The Peoples Party movement was hindered by its general failure to address racism. It derailed completely when it gave up its independence and endorsed the Democratic Party candidacy of William Jennings Bryan in the election of 1896. Ultimately it was doomed since it was based on the shrinking influence of the small business/farmer class, which became less and less important in the economy.

Today any challenge to capitalism must be led by the working class including the oppressed nations — African American, Latino/a, Native and others within the U.S. The class conflict between the two classes cannot be papered over forever. It was only the emergence of the U.S. as the chief imperialist world exploiter after World War II that allowed the U.S. capitalists to hand enough crumbs out to the industrial unions and others to raise the average standard of living for several decades inside this country. This bought the bosses class peace at home and depoliticized the working class to a great extent for decades to come.

The average standard of living has been declining steadily since 1972 in the U.S. This has been an uneven development, with the poorest, non-unionized workers, welfare recipients and unemployed losing more at first. Step by step the capitalists have widened the downward pressure.

Today we see the decline of the once great unions in auto, steel, rubber, etc. Where jobs remain (and millions of these jobs have been lost to outsourcing and off-shoring) the wages are often half of what they were before. With the current economic crisis the drive to reduce the standard of living of the working class is accelerating.

Broadening fight vs. capitalism

This is the problem the Democratic Party big shots are griping about when they attack their left wing. It is a problem they cannot fix. It is inherent in the capitalist system itself.

Most union leaders and many civil rights activists are still loyal to the Democratic Party. They have no intention to pull out, especially since most of them have no knowledge of Marxism or class political analysis. But the pressure from their membership and constituencies is growing and they feel they must respond. What they intend, and what they unleash, may be very different things.

A most significant development recently arose when the veteran civil rights leader, the Rev. Jesse Jackson, got together with the new United Auto Workers international union President Bob King to announce the Aug. 28 march for “Jobs, Justice and Peace” in Detroit.

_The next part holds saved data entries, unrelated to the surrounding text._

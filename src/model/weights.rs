use crate::model::fund::Metric;

/// Per-metric weights applied to 0..=100 percentiles.
///
/// Return weights sum to 0.80 and risk weights to 0.20, so the return score
/// tops out at 80, the risk score at 20 and the total at 100.
#[derive(Debug, Clone, PartialEq)]
pub struct ScoreWeights {
    pub one_year_return: f64,
    pub three_year_return: f64,
    pub five_year_return: f64,
    pub three_year_sharpe: f64,
    pub five_year_sharpe: f64,
}

impl ScoreWeights {
    pub fn default_v1() -> Self {
        Self {
            one_year_return: 0.30,
            three_year_return: 0.20,
            five_year_return: 0.30,
            three_year_sharpe: 0.08,
            five_year_sharpe: 0.12,
        }
    }

    pub fn weight(&self, metric: Metric) -> f64 {
        match metric {
            Metric::OneYearReturn => self.one_year_return,
            Metric::ThreeYearReturn => self.three_year_return,
            Metric::FiveYearReturn => self.five_year_return,
            Metric::ThreeYearSharpe => self.three_year_sharpe,
            Metric::FiveYearSharpe => self.five_year_sharpe,
        }
    }

    pub fn max_return_score(&self) -> f64 {
        Metric::RETURNS.iter().map(|&m| self.weight(m) * 100.0).sum()
    }

    pub fn max_risk_score(&self) -> f64 {
        Metric::RISK.iter().map(|&m| self.weight(m) * 100.0).sum()
    }
}

impl Default for ScoreWeights {
    fn default() -> Self {
        Self::default_v1()
    }
}

/// What the validator does with a scored metric that is absent after cleaning.
#[derive(Debug, Clone, Copy, PartialEq, Eq, Default)]
pub enum MissingMetricPolicy {
    /// Abort the run naming the first offending row.
    #[default]
    Reject,
    /// Rank the value below every defined value in its category.
    Lowest,
}

impl MissingMetricPolicy {
    pub fn name(self) -> &'static str {
        match self {
            MissingMetricPolicy::Reject => "reject",
            MissingMetricPolicy::Lowest => "lowest",
        }
    }
}
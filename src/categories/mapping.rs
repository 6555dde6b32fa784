use std::collections::BTreeMap;

use crate::categories::defs::builtin_categories;

/// Immutable raw-label -> canonical-label lookup, built once per run.
///
/// Lookups match on the trimmed raw label exactly. Labels without an entry
/// are passed through unchanged by the cleaning stage.
#[derive(Debug, Clone, Default, PartialEq, Eq)]
pub struct CategoryMap {
    labels: BTreeMap<String, String>,
}

impl CategoryMap {
    pub fn builtin() -> Self {
        Self::from_pairs(builtin_categories().iter().copied())
    }

    pub fn from_pairs<I, K, V>(pairs: I) -> Self
    where
        I: IntoIterator<Item = (K, V)>,
        K: Into<String>,
        V: Into<String>,
    {
        let mut labels = BTreeMap::new();
        for (raw, canonical) in pairs {
            let raw: String = raw.into();
            labels.insert(raw.trim().to_string(), canonical.into());
        }
        Self { labels }
    }

    /// Entries in `overrides` replace or extend the current table.
    pub fn with_overrides(mut self, overrides: &BTreeMap<String, String>) -> Self {
        for (raw, canonical) in overrides {
            self.labels
                .insert(raw.trim().to_string(), canonical.trim().to_string());
        }
        self
    }

    pub fn canonical(&self, raw: &str) -> Option<&str> {
        self.labels.get(raw.trim()).map(String::as_str)
    }

    pub fn len(&self) -> usize {
        self.labels.len()
    }
}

The planning documents of the UAW leadership call for ending the Iraq and Afghanistan wars and using the money for needed social services at home. They also call for a moratorium on foreclosures, a demand initiated and fought for in Detroit over the past three years by the Moratorium NOW! Coalition. The UAW, along with other Michigan unions, is putting significant effort and resources into this initiative. They are also drawing in activist-oriented community organizations.

While the top leaders of this effort mainly see it as a way to register more Democratic Party voters and to influence the November elections, Rev. Jackson stated that his goal is also to push forward an “urban agenda” for jobs, against foreclosures, to end the wars, etc., that the masses of unemployed, students and workers can begin to fight for.

In addition to the Detroit march the NAACP, in league with the AFL-CIO national leadership and others, has called for a mass march in Washington, D.C., on Oct. 2.

These are the things that should be worrying Gibbs, Obama and Wall Street. For the first time in a long time, powerful unions are making an alliance with broad-based community groups with a program of demands for the working class.

It won’t be in the electoral arena that the class struggle is mainly fought, but in the streets and in the workplaces. The tensions inside the Democratic Party are only a weak reflection of real, powerful and inevitable struggles that cannot and will not be repressed for long.

Sole is a long-time union activist and former president of UAW 2334 in Detroit. He is a leader of the Michigan Emergency Committee Against War & Injustice.